# Selecting Optimal Parameter
## Introduction

In this notebook, there are several sections that describe the function.
1. OOB_ParamGridSearch function
    - Load Example file and necessery package
    - Decomposing code for testing
      + fit
      + fit_score
      + oob_score_accuracy

+ ####  Load Example file and necessery package

In [None]:
from sklearn.datasets import load_iris
from sklearn.ensemble import RandomForestClassifier
from sklearn.model_selection import ParameterGrid
import numpy as np
import pandas as pd

from copy import deepcopy
import joblib
from sklearn.datasets import load_iris
from sklearn.model_selection import ParameterGrid

iris = load_iris()
X = iris.data
y = iris.target

clf = RandomForestClassifier()

param_grid = {
    'n_estimators': [20, 30, 100],
    'criterion': ['gini'],
    'max_depth': [2, 3]
}


####  Full function of OOB_ParamGridSearch

In [None]:
class OOB_ParamGridSearch:

    def __init__(self,
                 estimator,
                 param_grid,
                 n_jobs = -1):

        self.n_jobs = n_jobs
        self.estimator = estimator
        self.param_grid = param_grid

    def fit(self,
            X_train,
            y_train):

        params_iterable = list(ParameterGrid(self.param_grid))
        parallel = joblib.Parallel(self.n_jobs)

        output = parallel(
            joblib.delayed(self.fit_and_score)(deepcopy(self.estimator),
                                           X_train, y_train, parameters)
            for parameters in params_iterable)


        n_candidates = len(params_iterable)
        a=np.array(output, dtype=np.float64)

        best_index = np.argmin(a)
        best_score_ = a[best_index]
        best_param_ = params_iterable[best_index]

        cv_results = pd.DataFrame(output, columns=['OOB_Error_Score'])
        df_params = pd.DataFrame(params_iterable)
        cv_results = pd.concat([cv_results, df_params], axis=1)

        cv_results = (cv_results.
                      sort_values(['OOB_Error_Score'], ascending=True).
                      reset_index(drop=True))

        return cv_results

    def fit_and_score(self,
                      estimator,
                      X_train,
                      y_train,
                      parameters):

        estimator.set_params(**parameters, random_state=1)
        estimator.fit(X_train, y_train)
        oob_error = 1 - self.oob_score_accuracy(estimator, X_train, y_train)

        return oob_error

    def oob_score_accuracy(self,
                           rf,
                           X_train,
                           y_train):

        from sklearn.ensemble._forest import _generate_unsampled_indices, _get_n_samples_bootstrap

        X = X_train.values if isinstance(X_train, pd.DataFrame) else X_train
        y = y_train.values if isinstance(y_train, pd.Series) else y_train

        n_samples = len(X)
        n_classes = len(np.unique(y))
        predictions = np.zeros((n_samples, n_classes))

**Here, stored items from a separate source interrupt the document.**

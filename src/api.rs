use reqwest::Method;
use reqwest::header::CONTENT_TYPE;
use serde::{Deserialize, Serialize};

use crate::config::{Endpoint, SessionConfig};
use crate::error::Error;
use crate::types::{Permissions, Profile, Registration};

/// JSON envelope every account service endpoint answers with.
#[derive(Debug, Default, Deserialize)]
#[serde(default)]
pub(crate) struct Envelope {
    pub(crate) success: bool,
    pub(crate) error: Option<String>,
    pub(crate) message: Option<String>,
    pub(crate) user: Option<Profile>,
    pub(crate) permissions: Option<Permissions>,
}

#[derive(Serialize)]
struct Credentials<'a> {
    email: &'a str,
    password: &'a str,
}

#[derive(Serialize)]
struct EmailOnly<'a> {
    email: &'a str,
}

#[derive(Serialize)]
struct VerifyEmail<'a> {
    email: &'a str,
    code: &'a str,
}

#[derive(Serialize)]
#[serde(rename_all = "camelCase")]
struct ResetPassword<'a> {
    token: &'a str,
    new_password: &'a str,
}

/// Thin HTTP layer over the account service.
///
/// Knows nothing about cached state: every method maps one endpoint to a
/// typed result and normalizes failures into [`Error`].
pub(crate) struct AccountApi {
    config: SessionConfig,
    http: reqwest::Client,
}

impl AccountApi {
    /// Builds an HTTP client with a cookie store, so the session cookie set by
    /// `login` rides along on every later request.
    pub(crate) fn new(config: SessionConfig) -> Result<Self, Error> {
        let http = reqwest::Client::builder()
            .cookie_store(true)
            .timeout(config.request_timeout)
            .build()
            .map_err(|e| Error::Config(format!("HTTP client: {e}")))?;
        Ok(Self { config, http })
    }

    /// Use a caller-built HTTP client.
    ///
    /// The client should have a cookie store enabled, otherwise the session
    /// cookie is dropped between calls.
    pub(crate) fn with_http_client(config: SessionConfig, http: reqwest::Client) -> Self {
        Self { config, http }
    }

    pub(crate) fn config(&self) -> &SessionConfig {
        &self.config
    }

    pub(crate) async fn me(&self) -> Result<(Profile, Permissions), Error> {
        let envelope = self
            .send("session info", Method::GET, Endpoint::Me, None::<&()>)
            .await?;
        let user = envelope.user.ok_or(Error::Malformed {
            operation: "session info",
            detail: "success response without user".into(),
        })?;
        Ok((user, envelope.permissions.unwrap_or_default()))
    }

    pub(crate) async fn login(&self, email: &str, password: &str) -> Result<Profile, Error> {
        let body = Credentials { email, password };
        let envelope = self
            .send("login", Method::POST, Endpoint::Login, Some(&body))
            .await?;
        envelope.user.ok_or(Error::Malformed {
            operation: "login",
            detail: "success response without user".into(),
        })
    }

    pub(crate) async fn logout(&self) -> Result<(), Error> {
        self.send("logout", Method::POST, Endpoint::Logout, None::<&()>)
            .await
            .map(drop)
    }

    pub(crate) async fn heartbeat(&self) -> Result<(), Error> {
        self.send("presence update", Method::POST, Endpoint::Heartbeat, None::<&()>)
            .await
            .map(drop)
    }

    pub(crate) async fn register(&self, registration: &Registration) -> Result<Option<String>, Error> {
        self.send("registration", Method::POST, Endpoint::Register, Some(registration))
            .await
            .map(|e| e.message)
    }

    pub(crate) async fn verify_email(&self, email: &str, code: &str) -> Result<Option<String>, Error> {
        let body = VerifyEmail { email, code };
        self.send("email verification", Method::POST, Endpoint::VerifyEmail, Some(&body))
            .await
            .map(|e| e.message)
    }

    pub(crate) async fn forgot_password(&self, email: &str) -> Result<Option<String>, Error> {
        let body = EmailOnly { email };
        self.send("forgot password", Method::POST, Endpoint::ForgotPassword, Some(&body))
            .await
            .map(|e| e.message)
    }

    pub(crate) async fn reset_password(
        &self,
        token: &str,
        new_password: &str,
    ) -> Result<Option<String>, Error> {
        let body = ResetPassword {
            token,
            new_password,
        };
        self.send("password reset", Method::POST, Endpoint::ResetPassword, Some(&body))
            .await
            .map(|e| e.message)
    }

    /// Sends one request and returns the envelope only when `success` is true.
    async fn send<B: Serialize + ?Sized>(
        &self,
        operation: &'static str,
        method: Method,
        endpoint: Endpoint,
        body: Option<&B>,
    ) -> Result<Envelope, Error> {
        let url = self.config.endpoint_url(endpoint)?;

        // Content type goes first: `json()` leaves an existing header alone.
        let mut request = self
            .http
            .request(method, url)
            .header(CONTENT_TYPE, "application/json");
        if let Some(body) = body {
            request = request.json(body);
        }

        let response = request
            .send()
            .await
            .map_err(|source| Error::Network { operation, source })?;
        let status = response.status();
        let text = response
            .text()
            .await
            .map_err(|source| Error::Network { operation, source })?;

        match serde_json::from_str::<Envelope>(&text) {
            Ok(envelope) if status.is_success() && envelope.success => Ok(envelope),
            Ok(envelope) => Err(Error::Rejected {
                operation,
                status: status.as_u16(),
                message: envelope
                    .message
                    .unwrap_or_else(|| default_message(status)),
                code: envelope.error,
            }),
            Err(e) if status.is_success() => Err(Error::Malformed {
                operation,
                detail: e.to_string(),
            }),
            Err(_) => Err(Error::Rejected {
                operation,
                status: status.as_u16(),
                code: None,
                message: default_message(status),
            }),
        }
    }
}

fn default_message(status: reqwest::StatusCode) -> String {
    status
        .canonical_reason()
        .map_or_else(|| format!("HTTP {}", status.as_u16()), str::to_string)
}
use std::collections::VecDeque;

use crate::domain::view::RequestId;

/// Recyclable correlation identifiers.
///
/// Released IDs are handed out again in release order before a new one is
/// minted from the high-water mark. An ID is never handed out twice without
/// a release in between.
#[derive(Debug, Default)]
pub struct IdPool {
    free: VecDeque<RequestId>,
    high_water: RequestId,
}

impl IdPool {
    pub fn new() -> Self {
        Self::default()
    }

    pub fn acquire(&mut self) -> RequestId {
        if let Some(id) = self.free.pop_front() {
            return id;
        }
        let id = self.high_water;
        self.high_water += 1;
        id
    }

    pub fn release(&mut self, id: RequestId) {
        debug_assert!(id < self.high_water, "released id {id} was never minted");
        debug_assert!(!self.free.contains(&id), "id {id} released twice");
        self.free.push_back(id);
    }

    /// Number of IDs currently handed out.
    pub fn in_use(&self) -> usize {
        self.high_water as usize - self.free.len()
    }

    pub fn high_water(&self) -> RequestId {
        self.high_water
    }
}

#[cfg(test)]
mod tests {
    use super::*;

    #[test]
    fn mints_sequentially_while_pool_is_empty() {
        let mut pool = IdPool::new();
        assert_eq!(pool.acquire(), 0);
        assert_eq!(pool.acquire(), 1);
        assert_eq!(pool.acquire(), 2);
        assert_eq!(pool.in_use(), 3);
    }

    #[test]
    fn reuses_released_ids_in_release_order() {
        let mut pool = IdPool::new();
        let ids: Vec<_> = (0..4).map(|_| pool.acquire()).collect();
        pool.release(ids[2]);
        pool.release(ids[0]);

        assert_eq!(pool.acquire(), 2);
        assert_eq!(pool.acquire(), 0);
        assert_eq!(pool.acquire(), 4);
        assert_eq!(pool.high_water(), 5);
    }

    #[test]
    fn live_ids_never_collide() {
        let mut pool = IdPool::new();
        let mut live = std::collections::HashSet::new();
        for round in 0..50_u32 {
            let id = pool.acquire();
            assert!(live.insert(id), "id {id} handed out while still live");
            if round % 3 == 0 {
                let victim = *live.iter().next().expect("at least one live id");
                live.remove(&victim);
                pool.release(victim);
            }
        }
        assert_eq!(pool.in_use(), live.len());
    }
}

        for tree in rf.estimators_:
            n_samples_bootstrap = _get_n_samples_bootstrap(n_samples, n_samples)
            unsampled_indices = _generate_unsampled_indices(tree.random_state, n_samples, n_samples_bootstrap)

            tree_preds = tree.predict_proba(X[unsampled_indices, :])
            predictions[unsampled_indices] += tree_preds

        predicted_class_indexs = np.argmax(predictions, axis=1)
        predicted_class = [rf.classes_[i] for i in predicted_class_indexs]

        oob_score = np.mean(y == predicted_class)

        return oob_score

oob_gridsearch = OOB_ParamGridSearch(n_jobs=1,
                                     estimator=RandomForestClassifier(),
                                     param_grid=param_grid)

oob_gridsearch.fit(X_train=X, y_train=y)


### Decomposing code for testing
+ fit
+ fit_score
+ oob_score_accuracy

In [None]:
def fit(X, y, param_grid):

    params_iterable = list(ParameterGrid(param_grid))

    parallel = joblib.Parallel(n_jobs=1)

    output = parallel(
              joblib.delayed(_fit_and_score)(deepcopy(
                RandomForestClassifier()), X, y,parameters)
            for parameters in params_iterable)


    n_candidates = len(params_iterable)
    a=np.array(output, dtype=np.float64)

    best_index = np.argmin(a)
    best_score_ = a[best_index]
    best_param_ = params_iterable[best_index]

    cv_results = pd.DataFrame(output, columns=['OOB_Error_Score'])
    df_params = pd.DataFrame(params_iterable)
    cv_results = pd.concat([cv_results, df_params], axis = 1)


    cv_results = (cv_results.
                  sort_values(['OOB_Error_Score'],ascending=True).
                  reset_index(drop=True))

    return cv_results

def _fit_and_score(estimator, X, y, parameters):


    estimator.set_params(**parameters, random_state=1)
    estimator.fit(X, y)
    oob_error = 1 - oob_score_accuracy(estimator, X, y)

    return oob_error


def oob_score_accuracy(rf, X, y):
    from sklearn.ensemble._forest import _generate_unsampled_indices, _get_n_samples_bootstrap

    X = X.values if isinstance(X, pd.DataFrame) else X
    y = y.values if isinstance(y, pd.Series) else y

    n_samples = len(X)
    n_classes = len(np.unique(y))
    predictions = np.zeros((n_samples, n_classes))
    for tree in rf.estimators_:
        n_samples_bootstrap = _get_n_samples_bootstrap(n_samples, n_samples)
        unsampled_indices = _generate_unsampled_indices(
            tree.random_state, n_samples, n_samples_bootstrap)

        tree_preds = tree.predict_proba(X[unsampled_indices, :])
        predictions[unsampled_indices] += tree_preds

    predicted_class_indexs = np.argmax(predictions, axis=1)
    predicted_class = [rf.classes_[i] for i in predicted_class_indexs]

    oob_score = np.mean(y == predicted_class)

    return oob_score

a=fit(X,y,param_grid)
print(a)